I texted the doctor about this and said I was concerned and then asked “Should
I be?” He did not respond so later in
the morning I sent another text letting him know that I would be away from the
room from 12-2:30 and that I would like to have a conversation with him.
At
noon, Keith came over to sit with George so I could run out and take a shower,
feed the birds, water the plants, pay a couple of bills, do a quick load of
laundry and yes, even just sit in a comfy chair for a short while. Just after I finished my shower, Dr. B texted
and said he was with George and I could call right then or he would touch base
with me later, so I picked up the phone and called. He put me on speaker so George could
participate in the conversation. He
basically said that he noticed improvement over 36 hours ago, that George’s
pulse was stronger at some of the pulse points and that his color looked
okay. He said that George can get up and
move around at his own comfort level and I said, “then he probably won’t get up
much at all”. Doctor left one of the abdominal
bands for George to wear when he is moving to help alleviate the fear that
something will happen to the stitches. Our
night nurse, Akash, came in and said we are going to put the belt on and try
for a short walk. He is very
encouraging!
I
think he thought I was going to ask about a release date today but I was trying
to find out when we would be trying to reintroduce foods again. George has been on just TPN for 2 days with nothing
by mouth or feeding tube. He will be
ordering another CT scan tomorrow to see where things are progressing. He reiterated that while the scan the other
day did not show a leakage he is convinced there is one. He said that the area is draining still, but
draining slowly. The radiologist did not
see a big enough pocket of fluid to warrant having a drain put in.
We
also got the pathology report back today.
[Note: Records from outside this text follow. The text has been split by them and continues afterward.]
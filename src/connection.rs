//! # Connection Management
//!
//! [`ConnectionManager`] owns the one client talking to the device. It
//! reconnects transparently when the client reports itself dead and
//! enforces a ceiling on consecutive connection-level failures.
//!
//! Failures are split in two:
//!
//! - **Connection faults** (socket errors, broken framing) increment the
//!   consecutive-failure counter. Reaching the ceiling is fatal.
//! - **Declines** (exception responses, timeouts, mismatched replies) come
//!   from a reachable device and leave the counter untouched.
//!
//! Any successful read resets the counter.

use std::time::Duration;

use tracing::{debug, error, info, warn};

use crate::client::{Connector, ModbusClient};
use crate::constants::MAX_CONSECUTIVE_FAILURES;
use crate::error::{ModbusError, ModbusResult, PollerError, PollerResult};
use crate::protocol::{ModbusFunction, SlaveId};

/// Health of the connection as seen by the manager.
#[derive(Debug, Clone, Copy, PartialEq, Eq)]
pub enum ConnectionState {
    Disconnected,
    Connected,
    /// Last read failed at connection level; holds the consecutive count
    Failing(u32),
}

/// Result of a single read attempt that did not hit the ceiling.
#[derive(Debug)]
pub enum ReadOutcome {
    /// The device returned a register block
    Block(Vec<u16>),
    /// The device refused or did not answer; the connection is still usable
    Declined(ModbusError),
    /// The connection broke; the read may be retried
    ConnectionFault(ModbusError),
}

/// Owns the client and applies the reconnect and ceiling policy.
pub struct ConnectionManager<C: Connector> {
    connector: C,
    client: Option<C::Client>,
    state: ConnectionState,
    consecutive_failures: u32,
    max_failures: u32,
    unit_id: SlaveId,
    reconnect_delay: Duration,
}

impl<C: Connector> ConnectionManager<C> {
    pub fn new(connector: C, unit_id: SlaveId) -> Self {
        Self {
            connector,
            client: None,
            state: ConnectionState::Disconnected,
            consecutive_failures: 0,
            max_failures: MAX_CONSECUTIVE_FAILURES,
            unit_id,
            reconnect_delay: Duration::ZERO,
        }
    }

    /// Set the consecutive-failure ceiling (at least 1)
    pub fn with_max_failures(mut self, max_failures: u32) -> Self {
        self.max_failures = max_failures.max(1);
        self
    }

    /// Pause after each connection fault before the next attempt
    pub fn with_reconnect_delay(mut self, delay: Duration) -> Self {
        self.reconnect_delay = delay;
        self
    }

    /// Establish the first connection.
    ///
    /// There is no retry here: a device that cannot be reached at startup
    /// is a fatal error.
    pub async fn connect(&mut self) -> PollerResult<()> {
        info!("Connecting to {} (unit {})", self.target(), self.unit_id);

        match self.connector.connect().await {
            Ok(client) => {
                self.client = Some(client);
                self.state = ConnectionState::Connected;
                info!("Connected to {}", self.target());
                Ok(())
            }
            Err(e) => {
                error!("Cannot connect to {}: {}", self.target(), e);
                Err(PollerError::InitialConnect {
                    target: self.target(),
                    source: e,
                })
            }
        }
    }

    /// Whether a client exists and reports its connection as usable
    pub fn is_alive(&self) -> bool {
        self.client.as_ref().is_some_and(|client| client.is_connected())
    }

    /// Reconnect if the connection is not alive.
    ///
    /// Returns the fault of a failed reconnect so the caller can retry.
    /// A failed reconnect counts toward the ceiling like any other fault.
    pub async fn ensure_connected(&mut self) -> PollerResult<Option<ModbusError>> {
        if self.is_alive() {
            return Ok(None);
        }
        match self.reconnect().await {
            Ok(()) => Ok(None),
            Err(e) => self.record_fault(e).await.map(Some),
        }
    }

    /// Read `length` registers at `address`.
    ///
    /// Reconnects first if the connection is not alive. Only returns an
    /// error once the consecutive-failure ceiling is reached.
    pub async fn read(
        &mut self,
        function: ModbusFunction,
        address: u16,
        length: u16,
    ) -> PollerResult<ReadOutcome> {
        match self.try_read(function, address, length).await {
            Ok(words) => {
                if self.consecutive_failures > 0 {
                    info!(
                        "Connection to {} recovered after {} failures",
                        self.target(),
                        self.consecutive_failures
                    );
                }
                self.consecutive_failures = 0;
                self.state = ConnectionState::Connected;
                Ok(ReadOutcome::Block(words))
            }
            Err(e) if e.is_connection_fault() => {
                self.record_fault(e).await.map(ReadOutcome::ConnectionFault)
            }
            Err(e) => Ok(ReadOutcome::Declined(e)),
        }
    }

    async fn try_read(
        &mut self,
        function: ModbusFunction,
        address: u16,
        length: u16,
    ) -> ModbusResult<Vec<u16>> {
        if !self.is_alive() {
            self.reconnect().await?;
        }

        let client = self
            .client
            .as_mut()
            .ok_or_else(|| ModbusError::connection("no client"))?;
        client
            .read_registers(function, self.unit_id, address, length)
            .await
    }

    async fn reconnect(&mut self) -> ModbusResult<()> {
        if let Some(mut stale) = self.client.take() {
            if let Err(e) = stale.close().await {
                debug!("Closing stale connection: {}", e);
            }
        }

        info!("Reconnecting to {}", self.target());
        match self.connector.connect().await {
            Ok(client) => {
                self.client = Some(client);
                Ok(())
            }
            // Whatever stopped the connect, the connection is what failed.
            Err(e) if e.is_connection_fault() => Err(e),
            Err(e) => Err(ModbusError::connection(e.to_string())),
        }
    }

    async fn record_fault(&mut self, e: ModbusError) -> PollerResult<ModbusError> {
        self.consecutive_failures += 1;
        self.state = ConnectionState::Failing(self.consecutive_failures);

        if self.consecutive_failures >= self.max_failures {
            error!(
                "Giving up on {} after {} consecutive failures: {}",
                self.target(),
                self.consecutive_failures,
                e
            );
            return Err(PollerError::FailureCeiling {
                target: self.target(),
                failures: self.consecutive_failures,
                source: e,
            });
        }

        warn!(
            "Connection fault on {} ({}/{}): {}",
            self.target(),
            self.consecutive_failures,
            self.max_failures,
            e
        );
        if !self.reconnect_delay.is_zero() {
            tokio::time::sleep(self.reconnect_delay).await;
        }
        Ok(e)
    }

    /// Close the connection. Safe to call more than once.
    pub async fn close(&mut self) {
        if let Some(mut client) = self.client.take() {
            if let Err(e) = client.close().await {
                debug!("Error while closing {}: {}", self.target(), e);
            }
            info!("Disconnected from {}", self.target());
        }
        self.state = ConnectionState::Disconnected;
    }

    pub fn state(&self) -> ConnectionState {
        self.state
    }

    pub fn consecutive_failures(&self) -> u32 {
        self.consecutive_failures
    }

    pub fn unit_id(&self) -> SlaveId {
        self.unit_id
    }

    pub fn target(&self) -> String {
        self.connector.target()
    }
}

#[cfg(test)]
mod tests {
    use super::*;
    use crate::constants::EXCEPTION_ILLEGAL_DATA_ADDRESS;
    use crate::testing::{MockConnector, MockDevice};

    const FC04: ModbusFunction = ModbusFunction::ReadInputRegisters;

    async fn connected(device: &MockDevice) -> ConnectionManager<MockConnector> {
        let mut manager = ConnectionManager::new(MockConnector::new(device.clone()), 1);
        manager.connect().await.unwrap();
        manager
    }

    #[tokio::test]
    async fn test_initial_connect_failure_is_fatal() {
        let device = MockDevice::new();
        device.add_connect_result(Err(ModbusError::connection("refused")));

        let mut manager = ConnectionManager::new(MockConnector::new(device.clone()), 1);
        let err = manager.connect().await.unwrap_err();

        assert!(matches!(err, PollerError::InitialConnect { .. }));
        assert_eq!(device.connects(), 1);
        assert_eq!(manager.state(), ConnectionState::Disconnected);
    }

    #[tokio::test]
    async fn test_successful_read() {
        let device = MockDevice::new();
        device.add_registers(FC04, &[7, 8]);
        let mut manager = connected(&device).await;

        let outcome = manager.read(FC04, 30, 2).await.unwrap();
        assert!(matches!(outcome, ReadOutcome::Block(ref w) if w == &[7, 8]));
        assert_eq!(manager.state(), ConnectionState::Connected);

        let requests = device.get_requests();
        assert_eq!(requests[0].address, 30);
        assert_eq!(requests[0].quantity, 2);
        assert_eq!(requests[0].slave_id, 1);
    }

    #[tokio::test]
    async fn test_ceiling_reached_after_five_faults() {
        let device = MockDevice::new();
        device.add_connection_faults(5);
        device.add_registers(FC04, &[1]);
        let mut manager = connected(&device).await;

        for n in 1..5 {
            let outcome = manager.read(FC04, 0, 1).await.unwrap();
            assert!(matches!(outcome, ReadOutcome::ConnectionFault(_)));
            assert_eq!(manager.state(), ConnectionState::Failing(n));
        }

        let err = manager.read(FC04, 0, 1).await.unwrap_err();
        assert!(matches!(err, PollerError::FailureCeiling { failures: 5, .. }));
        // The sixth response was never requested.
        assert_eq!(device.get_requests().len(), 5);
        assert_eq!(device.pending_responses(), 1);
    }

    #[tokio::test]
    async fn test_success_resets_failure_counter() {
        let device = MockDevice::new();
        device.add_connection_faults(4);
        device.add_registers(FC04, &[1]);
        device.add_connection_faults(4);
        device.add_registers(FC04, &[2]);
        let mut manager = connected(&device).await;

        let mut blocks = Vec::new();
        for _ in 0..10 {
            if let ReadOutcome::Block(words) = manager.read(FC04, 0, 1).await.unwrap() {
                blocks.push(words);
            }
        }

        assert_eq!(blocks, vec![vec![1], vec![2]]);
        assert_eq!(manager.consecutive_failures(), 0);
    }

    #[tokio::test]
    async fn test_decline_does_not_count_as_fault() {
        let device = MockDevice::new();
        for _ in 0..6 {
            device.add_response(Err(ModbusError::exception(
                FC04.to_u8(),
                EXCEPTION_ILLEGAL_DATA_ADDRESS,
            )));
        }
        device.add_response(Err(ModbusError::timeout("read", 1000)));
        let mut manager = connected(&device).await;

        for _ in 0..7 {
            let outcome = manager.read(FC04, 9999, 1).await.unwrap();
            assert!(matches!(outcome, ReadOutcome::Declined(_)));
        }
        assert_eq!(manager.consecutive_failures(), 0);
        assert_eq!(device.connects(), 1);
    }

    #[tokio::test]
    async fn test_reconnects_when_connection_is_gone() {
        let device = MockDevice::new();
        device.add_registers(FC04, &[42]);
        let mut manager = connected(&device).await;

        device.drop_connections();
        assert!(!manager.is_alive());

        let outcome = manager.read(FC04, 0, 1).await.unwrap();
        assert!(matches!(outcome, ReadOutcome::Block(_)));
        assert_eq!(device.connects(), 2);
        assert_eq!(device.closes(), 1);
    }

    #[tokio::test]
    async fn test_failed_reconnect_counts_toward_ceiling() {
        let device = MockDevice::new();
        let mut manager = connected(&device).await.with_max_failures(2);

        device.drop_connections();
        device.add_connect_result(Err(ModbusError::timeout("connect", 100)));
        device.add_connect_result(Err(ModbusError::connection("refused")));

        let first = manager.read(FC04, 0, 1).await.unwrap();
        assert!(matches!(first, ReadOutcome::ConnectionFault(ModbusError::Connection { .. })));

        let err = manager.read(FC04, 0, 1).await.unwrap_err();
        assert!(matches!(err, PollerError::FailureCeiling { failures: 2, .. }));
        assert!(device.get_requests().is_empty());
    }

    #[tokio::test]
    async fn test_ensure_connected_reconnects_without_reading() {
        let device = MockDevice::new();
        let mut manager = connected(&device).await;

        assert!(manager.ensure_connected().await.unwrap().is_none());
        assert_eq!(device.connects(), 1);

        device.drop_connections();
        assert!(manager.ensure_connected().await.unwrap().is_none());
        assert!(manager.is_alive());
        assert_eq!(device.connects(), 2);
        assert!(device.get_requests().is_empty());
    }

    #[tokio::test]
    async fn test_ensure_connected_counts_failed_reconnects() {
        let device = MockDevice::new();
        let mut manager = connected(&device).await.with_max_failures(2);

        device.drop_connections();
        device.add_connect_result(Err(ModbusError::connection("refused")));
        device.add_connect_result(Err(ModbusError::connection("refused")));

        let fault = manager.ensure_connected().await.unwrap();
        assert!(matches!(fault, Some(ModbusError::Connection { .. })));
        assert_eq!(manager.state(), ConnectionState::Failing(1));

        let err = manager.ensure_connected().await.unwrap_err();
        assert!(matches!(err, PollerError::FailureCeiling { failures: 2, .. }));
    }

    #[tokio::test]
    async fn test_close_is_idempotent() {
        let device = MockDevice::new();
        let mut manager = connected(&device).await;

        manager.close().await;
        manager.close().await;

        assert_eq!(device.closes(), 1);
        assert_eq!(manager.state(), ConnectionState::Disconnected);
        assert!(!manager.is_alive());
    }
}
And while it was not entirely new news to us as the surgeon has said
that he believes it to still be “low grade”, what has changed is the aggressiveness
of it. So “low grade” no longer means “slow
growing”. That part of the pathology
seems to have changed. We do not really
know what this all means in the way of treatment. We do know that “low grade” tumors are not
responsive, for the most part, to chemotherapy regiments. I am trying to reach out to our fellow PMP
community to find out some more information while we wait for George to heal
and then start speaking with his oncologist.
So
when I say Good News is not really Good News – here’s what I mean. Low Grade appendiceal cancers are not very
treatable via anything other than HIPEC.
When HIPEC is no longer an option as in our case, some try to go the
route of regular systemic chemo and maybe immunotherapy, but most of that has
not proven to really work at slowing, let alone stopping the growth. Had it been a higher grade type of cancer,
those DO tend to respond to other treatments.
Today
the tubes were removed from his central line and placed in the PICC line on his
left arm. That should be more
comfortable for him as the one on his neck kept pulling when he moved. Less fluids are being pushed today which is
good.
We
got a pretty good night’s sleep last night.
I used ½ an Ativan and slept SOOO good.
I woke up a few times and attended to George but went right back to
sleep. Thus I felt so much better
today. Hopefully we will both get a good
night’s sleep as it looks like there will be only TPN going tonight and maybe
antibiotics, but not much else.
Tonight
I have thanks for some of the wonderful nurses we have had: Hardeep, Akash, and Amy to name a few, have
all been really wonderful. Sometimes I don’t know who the graveyard shift is because
the board where they write their names is behind my pull out bed so they are
not able to write it. We’ve had some nice CNA’s as well – those people do a lot
of the work and get none of the glory – emptying and measuring bodily fluids
from all sorts of drains, cleaning up trash, and so on. Many of their names are
hard to spell so I won’t list them – but I do appreciate them.